**TASK GOAL**
Your task is to repeat the entries exactly from their first line through the line with "is mutated mid-cycle.", and to stop there.

Records from a collection:

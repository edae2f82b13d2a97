//! Pipeline latches and hazard predicates.
//!
//! One latch per stage, fixed shape, each with a `nop` bubble flag. The
//! engine holds one committed `PipelineState` and computes a complete next
//! state from it every cycle; no latch is mutated mid-cycle.

use crate::alu::AluOp;
use crate::instruction::Instruction;
use crate::instruction::OpKind;

/// Pipeline state: the five stage latches
#[derive(Clone, Copy, Default)]
pub struct PipelineState {
    pub if_stage: IfLatch,
    pub id: IdLatch,
    pub ex: ExLatch,
    pub mem: MemLatch,
    pub wb: WbLatch,
}

impl PipelineState {
    /// Load-use hazard: the instruction in ID sources the destination of
    /// a load currently in EX. The loaded value only becomes available at
    /// the end of MEM, so the consumer must wait one cycle and pick it up
    /// through the MEM/WB forward.
    pub fn load_use_hazard(&self) -> bool {
        if self.id.nop || self.ex.nop || !self.ex.rd_mem || self.ex.wrt_reg_addr == 0 {
            return false;
        }
        let inst = Instruction::decode(self.id.raw_inst);
        (inst.uses_rs1() && inst.rs1 == self.ex.wrt_reg_addr)
            || (inst.uses_rs2() && inst.rs2 == self.ex.wrt_reg_addr)
    }

    /// Operand 1 can be forwarded from the EX/MEM latch
    /// See P&H p. 300
    pub fn ex_forward_op1(&self) -> bool {
        !self.mem.nop
            && self.mem.wrt_enable
            && self.mem.wrt_reg_addr != 0
            && self.mem.wrt_reg_addr == self.ex.rs1
    }

    /// Operand 2 can be forwarded from the EX/MEM latch
    /// See P&H p. 300
    pub fn ex_forward_op2(&self) -> bool {
        !self.mem.nop
            && self.mem.wrt_enable
            && self.mem.wrt_reg_addr != 0
            && self.mem.wrt_reg_addr == self.ex.rs2
    }

    /// Operand 1 can be forwarded from the MEM/WB latch
    /// Precondition: ex_forward_op1 is false
    /// See P&H p. 301
    pub fn mem_forward_op1(&self) -> bool {
        !self.wb.nop
            && self.wb.wrt_enable
            && self.wb.wrt_reg_addr != 0
            && self.wb.wrt_reg_addr == self.ex.rs1
    }

    /// Operand 2 can be forwarded from the MEM/WB latch
    /// Precondition: ex_forward_op2 is false
    /// See P&H p. 301
    pub fn mem_forward_op2(&self) -> bool {
        !self.wb.nop
            && self.wb.wrt_enable
            && self.wb.wrt_reg_addr != 0
            && self.wb.wrt_reg_addr == self.ex.rs2
    }

    /// The pipeline has fully drained
    pub fn all_nop(&self) -> bool {
        self.if_stage.nop && self.id.nop && self.ex.nop && self.mem.nop && self.wb.nop
    }
}

/// IF latch: the PC to fetch this cycle
#[derive(Clone, Copy)]
pub struct IfLatch {
    pub nop: bool,
    pub pc: u32,
}

impl Default for IfLatch {
    fn default() -> Self {
        // Fetch is active at reset; everything downstream starts empty
        Self { nop: false, pc: 0 }
    }
}

/// ID latch: the fetched raw instruction
#[derive(Clone, Copy)]
pub struct IdLatch {
    pub nop: bool,
    pub pc: u32,
    pub raw_inst: u32,
}

impl Default for IdLatch {
    fn default() -> Self {
        Self { nop: true, pc: 0, raw_inst: 0 }
    }
}

/// EX latch: decoded operation, operand values, and the source register
/// indices that produced them (consulted by the forwarding predicates)
#[derive(Clone, Copy)]
pub struct ExLatch {
    pub nop: bool,
    pub pc: u32,
    pub op: OpKind,
    pub alu_op: AluOp,
    pub read_data1: u32,
    pub read_data2: u32,
    pub imm: i32,
    pub rs1: u32,
    pub rs2: u32,
    pub wrt_reg_addr: u32,
    pub is_i_type: bool,
    pub rd_mem: bool,
    pub wrt_mem: bool,
    pub wrt_enable: bool,
}

impl Default for ExLatch {
    fn default() -> Self {
        Self {
            nop: true,
            pc: 0,
            op: OpKind::Halt,
            alu_op: AluOp::ADD,
            read_data1: 0,
            read_data2: 0,
            imm: 0,
            rs1: 0,
            rs2: 0,
            wrt_reg_addr: 0,
            is_i_type: false,
            rd_mem: false,
            wrt_mem: false,
            wrt_enable: false,
        }
    }
}

/// MEM latch: the ALU result (or effective address) and the store data
#[derive(Clone, Copy)]
pub struct MemLatch {
    pub nop: bool,
    pub alu_result: u32,
    pub store_data: u32,
    pub wrt_reg_addr: u32,
    pub rd_mem: bool,
    pub wrt_mem: bool,
    pub wrt_enable: bool,
}

impl Default for MemLatch {
    fn default() -> Self {
        Self {
            nop: true,
            alu_result: 0,
            store_data: 0,
            wrt_reg_addr: 0,
            rd_mem: false,
            wrt_mem: false,
            wrt_enable: false,
        }
    }
}

/// WB latch: the value to commit to the register file
#[derive(Clone, Copy)]
pub struct WbLatch {
    pub nop: bool,
    pub wrt_data: u32,
    pub wrt_reg_addr: u32,
    pub wrt_enable: bool,
}

impl Default for WbLatch {
    fn default() -> Self {
        Self { nop: true, wrt_data: 0, wrt_reg_addr: 0, wrt_enable: false }
    }
}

**EXERCISE ANSWER**
repository edae2f82b13d2a97
//! Pipeline latches and hazard predicates.
//!
//! One latch per stage, fixed shape, each with a `nop` bubble flag. The
//! engine holds one committed `PipelineState` and computes a complete next
//! state from it every cycle; no latch is mutated mid-cycle.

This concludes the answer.